Güncel Türkçe Sözlük
konsolos anlamı
is. Yabancı ülkelerde, orada bulunan yurttaşlarının haklarını koruyan, bağlı bulunduğu hükûmete siyasal ve ticari bilgileri veren dış işleri görevlisi, şehbender: "Konsolosların her biri bağımsız bir vali gibi davranırdı." -N. Cumalı.

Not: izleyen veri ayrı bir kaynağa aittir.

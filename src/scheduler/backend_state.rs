//! Backend State
//!
//! Per-pool capacity and capability view built from driver stats reports.
//! Pools are kept in registration order so weighing ties resolve stably.

use chrono::{DateTime, Utc};
use indexmap::IndexMap;
use parking_lot::RwLock;
use serde::Serialize;
use std::collections::BTreeMap;
use tracing::debug;

use crate::domain::host::append_pool;
use crate::domain::ports::{BackendStats, PoolStats};
use crate::error::{Error, Result};

// =============================================================================
// Pool State
// =============================================================================

/// Scheduler view of one pool
#[derive(Debug, Clone, Serialize)]
pub struct PoolState {
    /// Full placement, `host@backend#pool`
    pub host: String,
    /// `host@backend`
    pub backend: String,
    pub pool_name: String,
    pub availability_zone: String,
    pub total_capacity_gb: f64,
    pub free_capacity_gb: f64,
    pub allocated_capacity_gb: f64,
    pub provisioned_capacity_gb: f64,
    pub reserved_percentage: u32,
    pub max_over_subscription_ratio: f64,
    pub thin_provisioning_support: bool,
    pub thick_provisioning_support: bool,
    pub multiattach: bool,
    /// Flattened capabilities matched by the capabilities filter
    pub capabilities: BTreeMap<String, String>,
    pub updated_at: DateTime<Utc>,
}

impl PoolState {
    pub fn from_stats(
        backend: &str,
        availability_zone: &str,
        stats: &BackendStats,
        pool: &PoolStats,
    ) -> Self {
        let mut capabilities = pool.capabilities.clone();
        capabilities.insert("volume_backend_name".into(), stats.volume_backend_name.clone());
        capabilities.insert("vendor_name".into(), stats.vendor_name.clone());
        capabilities.insert("driver_version".into(), stats.driver_version.clone());
        capabilities.insert("storage_protocol".into(), stats.storage_protocol.clone());
        capabilities.insert("pool_name".into(), pool.pool_name.clone());
        capabilities.insert(
            "thin_provisioning_support".into(),
            pool.thin_provisioning_support.to_string(),
        );
        capabilities.insert(
            "thick_provisioning_support".into(),
            pool.thick_provisioning_support.to_string(),
        );
        capabilities.insert("multiattach".into(), pool.multiattach.to_string());

        Self {
            host: append_pool(backend, Some(&pool.pool_name)),
            backend: backend.to_string(),
            pool_name: pool.pool_name.clone(),
            availability_zone: availability_zone.to_string(),
            total_capacity_gb: pool.total_capacity_gb,
            free_capacity_gb: pool.free_capacity_gb,
            allocated_capacity_gb: pool.allocated_capacity_gb,
            provisioned_capacity_gb: pool.provisioned_capacity_gb,
            reserved_percentage: pool.reserved_percentage,
            max_over_subscription_ratio: pool.max_over_subscription_ratio,
            thin_provisioning_support: pool.thin_provisioning_support,
            thick_provisioning_support: pool.thick_provisioning_support,
            multiattach: pool.multiattach,
            capabilities,
            updated_at: Utc::now(),
        }
    }

    /// Space held back from allocation, in GB
    pub fn reserved_gb(&self) -> f64 {
        (self.total_capacity_gb * self.reserved_percentage as f64 / 100.0).floor()
    }

    /// Free capacity as seen by a request of the given provisioning type
    pub fn virtual_free_capacity(&self, thin: bool) -> f64 {
        if thin && self.thin_provisioning_support {
            self.total_capacity_gb * self.max_over_subscription_ratio
                - self.provisioned_capacity_gb
                - self.reserved_gb()
        } else {
            self.free_capacity_gb - self.reserved_gb()
        }
    }

    /// Account for a volume placed on this pool until the next stats report
    pub fn consume_from_volume(&mut self, size_gb: u64) {
        let size = size_gb as f64;
        self.allocated_capacity_gb += size;
        self.provisioned_capacity_gb += size;
        self.free_capacity_gb -= size;
        self.updated_at = Utc::now();
    }
}

// =============================================================================
// Backend State Manager
// =============================================================================

/// All known pools, keyed by full placement
#[derive(Default)]
pub struct BackendStateManager {
    pools: RwLock<IndexMap<String, PoolState>>,
}

impl BackendStateManager {
    pub fn new() -> Self {
        Self::default()
    }

    /// Replace every pool of `backend` with the pools in `stats`
    pub fn update_from_stats(&self, backend: &str, availability_zone: &str, stats: &BackendStats) {
        let mut pools = self.pools.write();
        let fresh: Vec<PoolState> = stats
            .pools
            .iter()
            .map(|p| PoolState::from_stats(backend, availability_zone, stats, p))
            .collect();

        pools.retain(|_, p| p.backend != backend || fresh.iter().any(|f| f.host == p.host));
        for pool in fresh {
            debug!(
                "Pool {} reports {:.1}/{:.1} GB free",
                pool.host, pool.free_capacity_gb, pool.total_capacity_gb
            );
            pools.insert(pool.host.clone(), pool);
        }
    }

    pub fn remove_backend(&self, backend: &str) {
        self.pools.write().retain(|_, p| p.backend != backend);
    }

    /// Snapshot of all pools in registration order
    pub fn pools(&self) -> Vec<PoolState> {
        self.pools.read().values().cloned().collect()
    }

    pub fn get(&self, host: &str) -> Option<PoolState> {
        self.pools.read().get(host).cloned()
    }

    pub fn consume(&self, host: &str, size_gb: u64) -> Result<()> {
        let mut pools = self.pools.write();
        let pool = pools.get_mut(host).ok_or_else(|| Error::BackendNotFound {
            host: host.to_string(),
        })?;
        pool.consume_from_volume(size_gb);
        Ok(())
    }

    pub fn len(&self) -> usize {
        self.pools.read().len()
    }

    pub fn is_empty(&self) -> bool {
        self.pools.read().is_empty()
    }
}
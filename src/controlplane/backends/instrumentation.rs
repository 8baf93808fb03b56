//! Driver instrumentation
//!
//! Failure injection and call accounting shared by the in-memory drivers.

use parking_lot::Mutex;
use std::collections::HashMap;
use std::sync::atomic::{AtomicUsize, Ordering};
use std::sync::Arc;
use std::time::Duration;

/// Failure to raise from an operation
#[derive(Debug, Clone, Copy, PartialEq, Eq)]
pub enum Failure {
    /// Generic backend failure
    Error,
    /// Backend object missing
    NotFound,
    /// Object busy (snapshots with dependents)
    Busy,
}

/// Per-driver call accounting and injected failures
#[derive(Default)]
pub struct Instrumentation {
    failures: Mutex<HashMap<&'static str, Failure>>,
    calls: Mutex<HashMap<&'static str, usize>>,
    in_flight: Arc<AtomicUsize>,
    max_in_flight: AtomicUsize,
    delay: Mutex<Option<Duration>>,
}

/// Marks one call in flight until dropped
pub struct InFlight {
    counter: Arc<AtomicUsize>,
}

impl Drop for InFlight {
    fn drop(&mut self) {
        self.counter.fetch_sub(1, Ordering::SeqCst);
    }
}

impl Instrumentation {
    /// Make every call to `operation` fail until cleared
    pub fn fail_on(&self, operation: &'static str, failure: Failure) {
        self.failures.lock().insert(operation, failure);
    }

    pub fn clear_failure(&self, operation: &'static str) {
        self.failures.lock().remove(operation);
    }

    pub fn set_delay(&self, delay: Option<Duration>) {
        *self.delay.lock() = delay;
    }

    /// Record a call; returns the in-flight marker and any injected failure
    pub async fn enter(&self, operation: &'static str) -> (InFlight, Option<Failure>) {
        *self.calls.lock().entry(operation).or_insert(0) += 1;
        let now = self.in_flight.fetch_add(1, Ordering::SeqCst) + 1;
        self.max_in_flight.fetch_max(now, Ordering::SeqCst);
        let marker = InFlight {
            counter: self.in_flight.clone(),
        };

        let delay = *self.delay.lock();
        if let Some(delay) = delay {
            tokio::time::sleep(delay).await;
        }

        let failure = self.failures.lock().get(operation).copied();
        (marker, failure)
    }

    pub fn calls(&self, operation: &str) -> usize {
        self.calls.lock().get(operation).copied().unwrap_or(0)
    }

    pub fn total_calls(&self) -> usize {
        self.calls.lock().values().sum()
    }

    /// Highest number of calls observed in flight at once
    pub fn max_in_flight(&self) -> usize {
        self.max_in_flight.load(Ordering::SeqCst)
    }
}

#[cfg(test)]
mod tests {
    use super::*;

    #[tokio::test]
    async fn test_counts_and_failures() {
        let inst = Instrumentation::default();
        inst.fail_on("delete_volume", Failure::NotFound);

        let (_m, failure) = inst.enter("delete_volume").await;
        assert_eq!(failure, Some(Failure::NotFound));
        let (_n, failure) = inst.enter("create_volume").await;
        assert!(failure.is_none());

        assert_eq!(inst.calls("delete_volume"), 1);
        assert_eq!(inst.total_calls(), 2);
        assert_eq!(inst.max_in_flight(), 2);

        inst.clear_failure("delete_volume");
        let (_o, failure) = inst.enter("delete_volume").await;
        assert!(failure.is_none());
    }
}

Türkçede Batı Kökenli Kelimeler Sözlüğü
konsolos anlamı Rum.cónsolos
Yabancı ülkelerde, orada bulunan yurttaşlarının haklarını koruyan, bağlı bulunduğu hükûmete siyasal ve ticari bilgileri veren dış işleri görevlisi, şehbender: § "Şimdi 'konsolos' denilen memûrîn-i ecnebiyyeye o zamanlar 'balyos' derlerdi." -Ahmet Midhat Efendi, Yeryüzünde Bir Melek, 236. § "Kibirli ecnebi konsoloslarının bile zaman zaman onlar için mahkemelere gitmeye yahut ..." -Ahmet Hamdi Tanpınar, Mahur Beste, 124. § "Babamın bunu Japonya'da konsolosluk ettikten sonra Monte Karlo'da bütün parasını batırmış sivri sakallı bir Fransız'dan aldığını Hüseyin'den duymuştum." -Nazım Hikmet Ran, Yeşil Elmalar, 67. § "Bir konsolos yanıma geldi." -Ruşen Eşref Ünaydın, Diyorlar Ki, 109. § "… İzmir Konsolosunun kızı…" -Ahmet Rasim, Tarih ve Muharrir, 44. § "Araya, Üsküp Türk Konsolosluğundan görevli kimseler koydum." -Yavuz Bülent Bakiler, Üsküp'ten Kosova'ya, 95. § "… konsolosluk mensupları…" -Elif Şafak, Mahrem, 105. § "İran konsolosluğunun bahçesindeki ıslak ağaçların parlayan dallarına bakarken…" -Orhan Pamuk, Kara Kitap, 97. § "Fransız Konsolosluğu'ndaki sergisine kapanması yaklaştığı için geç geliyordu artık." "Uçuk buçuk boyalı prenses ağızlarını yapıştıracak, bıyıklı bıyıksız erkek dudakları kestiren, technicolor salon kadınları." -Attila İlhan, Kurtlar Sofrası, 366.